United Way Australia is well recognised for its ‘practice leadership’ in facilitating and mobilising collaborative approaches to community change.

In Australia, we’re working collaboratively in 35 communities of disadvantage to improve employment and education opportunities. Globally, we are part of the United Way worldwide network of more than 1800 organisations across 40 countries working to improve lives and strengthen communities.

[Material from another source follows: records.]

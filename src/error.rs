//! Error and warning types produced while assembling a build plan

use std::fmt;

use parking_lot::Mutex;
use serde::Serialize;
use thiserror::Error;
use tracing::warn;

/// Fatal planning errors. Any of these aborts plan assembly or the build.
#[derive(Debug, Error)]
pub enum PlanError {
    /// No-externals mode could not resolve an import to a file on disk
    #[error("Cannot resolve {id:?} from {importer:?} and externals are not allowed!")]
    UnresolvableModule { id: String, importer: String },

    /// Two alias entries claim the same prefix with different fixed targets
    #[error("Alias prefix {prefix:?} is declared with conflicting targets {first:?} and {second:?}")]
    AmbiguousAlias {
        prefix: String,
        first: String,
        second: String,
    },

    /// Two distinct plugin paths hashed to the same import binding
    #[error("Plugins {first:?} and {second:?} produce the same binding {binding}")]
    BindingCollision {
        binding: String,
        first: String,
        second: String,
    },

    #[error("Invalid configuration: {0}")]
    Config(String),

    #[error(transparent)]
    Io(#[from] std::io::Error),
}

/// Kind of a non-fatal planning warning
#[derive(Debug, Clone, Copy, PartialEq, Eq, Serialize)]
#[serde(rename_all = "kebab-case")]
pub enum WarningKind {
    /// Package boundary walk failed; the module falls back to inline
    ExternalizationTraceFailure,
    /// A plugin path was declared more than once
    DuplicatePlugin,
    /// Two package directories provide the same package name
    DuplicatePackage,
}

/// A warning surfaced through the pipeline's warning channel
#[derive(Debug, Clone, PartialEq, Eq, Serialize)]
pub struct PlanWarning {
    pub kind: WarningKind,
    pub id: String,
    pub message: String,
}

impl PlanWarning {
    pub fn new(kind: WarningKind, id: impl Into<String>, message: impl Into<String>) -> Self {
        Self {
            kind,
            id: id.into(),
            message: message.into(),
        }
    }
}

impl fmt::Display for PlanWarning {
    fn fmt(&self, f: &mut fmt::Formatter<'_>) -> fmt::Result {
        write!(f, "{}: {}", self.id, self.message)
    }
}

/// Warning channel shared by every stage of a pipeline
#[derive(Debug, Default)]
pub struct Warnings {
    inner: Mutex<Vec<PlanWarning>>,
}

impl Warnings {
    pub fn new() -> Self {
        Self::default()
    }

    pub fn push(&self, warning: PlanWarning) {
        warn!("{}", warning);
        self.inner.lock().push(warning);
    }

    pub fn extend(&self, warnings: impl IntoIterator<Item = PlanWarning>) {
        for warning in warnings {
            self.push(warning);
        }
    }

    pub fn snapshot(&self) -> Vec<PlanWarning> {
        self.inner.lock().clone()
    }

    pub fn is_empty(&self) -> bool {
        self.inner.lock().is_empty()
    }
}

pub type PlanResult<T> = std::result::Result<T, PlanError>;
//! Build-time environment values and text replacements

use std::collections::BTreeMap;

use serde_json::{Map, Value};

/// Preset that marks a prerender build
pub const PRERENDER_PRESET: &str = "nitro-prerender";

/// Environment values substituted into the bundle at build time
#[derive(Debug, Clone, PartialEq)]
pub struct BuildEnv {
    values: Map<String, Value>,
}

impl BuildEnv {
    pub fn new(dev: bool, preset: &str, runtime_config: Value) -> Self {
        let node_env = if dev {
            "development"
        } else if preset == PRERENDER_PRESET {
            "prerender"
        } else {
            "production"
        };

        let mut values = Map::new();
        values.insert("NODE_ENV".to_string(), Value::from(node_env));
        values.insert("server".to_string(), Value::Bool(true));
        values.insert("client".to_string(), Value::Bool(false));
        values.insert("dev".to_string(), Value::Bool(dev));
        values.insert("RUNTIME_CONFIG".to_string(), runtime_config);
        values.insert("DEBUG".to_string(), Value::Bool(dev));

        Self { values }
    }

    pub fn get(&self, key: &str) -> Option<&Value> {
        self.values.get(key)
    }

    pub fn values(&self) -> &Map<String, Value> {
        &self.values
    }

    /// Literal replacement table for the text substitution stage
    pub fn replacements(&self, user: &BTreeMap<String, String>) -> BTreeMap<String, String> {
        let mut values = BTreeMap::new();

        values.insert("typeof window".to_string(), "\"undefined\"".to_string());
        values.insert("_import_meta_url_".to_string(), "import.meta.url".to_string());

        for d in [".", ";", ")", "[", "]", "}", " "] {
            values.insert(format!("import.meta{}", d), format!("globalThis._importMeta_{}", d));
        }

        for d in [";", "(", "{", "}", " ", "\t", "\n"] {
            values.insert(format!("{}global.", d), format!("{}globalThis.", d));
        }

        for (key, value) in &self.values {
            let literal = value.to_string();
            values.insert(format!("process.env.{}", key), literal.clone());
            values.insert(format!("import.meta.env.{}", key), literal);
        }

        values.extend(user.iter().map(|(k, v)| (k.clone(), v.clone())));

        values
    }
}

#[cfg(test)]
mod tests {
    use super::*;
    use serde_json::json;

    #[test]
    fn test_node_env() {
        assert_eq!(BuildEnv::new(true, "node", Value::Null).get("NODE_ENV"), Some(&json!("development")));
        assert_eq!(BuildEnv::new(false, "node", Value::Null).get("NODE_ENV"), Some(&json!("production")));
        assert_eq!(
            BuildEnv::new(false, PRERENDER_PRESET, Value::Null).get("NODE_ENV"),
            Some(&json!("prerender"))
        );
    }

    #[test]
    fn test_fixed_keys_in_order() {
        let env = BuildEnv::new(false, "node", json!({}));
        let keys: Vec<_> = env.values().keys().map(String::as_str).collect();
        assert_eq!(keys, vec!["NODE_ENV", "server", "client", "dev", "RUNTIME_CONFIG", "DEBUG"]);
    }

    #[test]
    fn test_replacements_are_json_literals() {
        let env = BuildEnv::new(false, "node", json!({ "public": { "title": "api" } }));
        let mut user = BTreeMap::new();
        user.insert("__VERSION__".to_string(), "\"1.0.0\"".to_string());
        let values = env.replacements(&user);

        assert_eq!(values["process.env.NODE_ENV"], "\"production\"");
        assert_eq!(values["import.meta.env.dev"], "false");
        assert_eq!(values["process.env.server"], "true");
        assert_eq!(values["process.env.RUNTIME_CONFIG"], r#"{"public":{"title":"api"}}"#);
        assert_eq!(values["typeof window"], "\"undefined\"");
        assert_eq!(values["import.meta."], "globalThis._importMeta_.");
        assert_eq!(values[";global."], ";globalThis.");
        assert_eq!(values["__VERSION__"], "\"1.0.0\"");
    }
}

Watch our video to learn more about how United Way works to tackle complex social issues.

We offer social purpose organisations and government the opportunity to benefit from this experience via the following consultancy services:

1. Community Conversations WORKSHOPS AND FORUMS

Assisting organisations to understand existing community relationships, services, power, politics, aspirations and the community’s urgency to address identified issues through Community Conversations.

2. COLLABORATION AND COLLECTIVE IMPACT 

As an independent, neutral facilitator with core business of brokering collective action for long term change, we bring the skills, resources and infrastructure to power or support community collaborations and Collective Impact initiatives.

3. COMMUNITY ENGAGEMENT STRATEGY DEVELOPMENT  

Helping you to develop an effective community strategy engaging key stakeholders from multiple sectors, including ‘unusual suspects’, to work together to address complex social issues.

4. Community Impact Assessment

Working with you and your community stakeholders to develop and implement a community impact assessment framework to ensure your activities deliver maximum impact and a strong return on investment.

Our Experts

Our team of community impact specialists are highly experienced in bringing communities, business, philanthropy, government and social purpose organisations together to ensure that every community thrives.

Eleanor Loudon – Head of Community Impact

Eleanor has worked in the community sector for over 20 years in Australia and overseas and has extensive experience in community development and business management. Eleanor has a Masters of Management (Community Sector). She has a deep commitment to the power of collaboration and the importance of community voice in bringing about deep and lasting change. In past roles she has led organisations to run collaborative cross-sectoral programs addressing deep cultural and social issues in Sri Lanka and co-steered a successful collective response to protect civil society space in Cambodia.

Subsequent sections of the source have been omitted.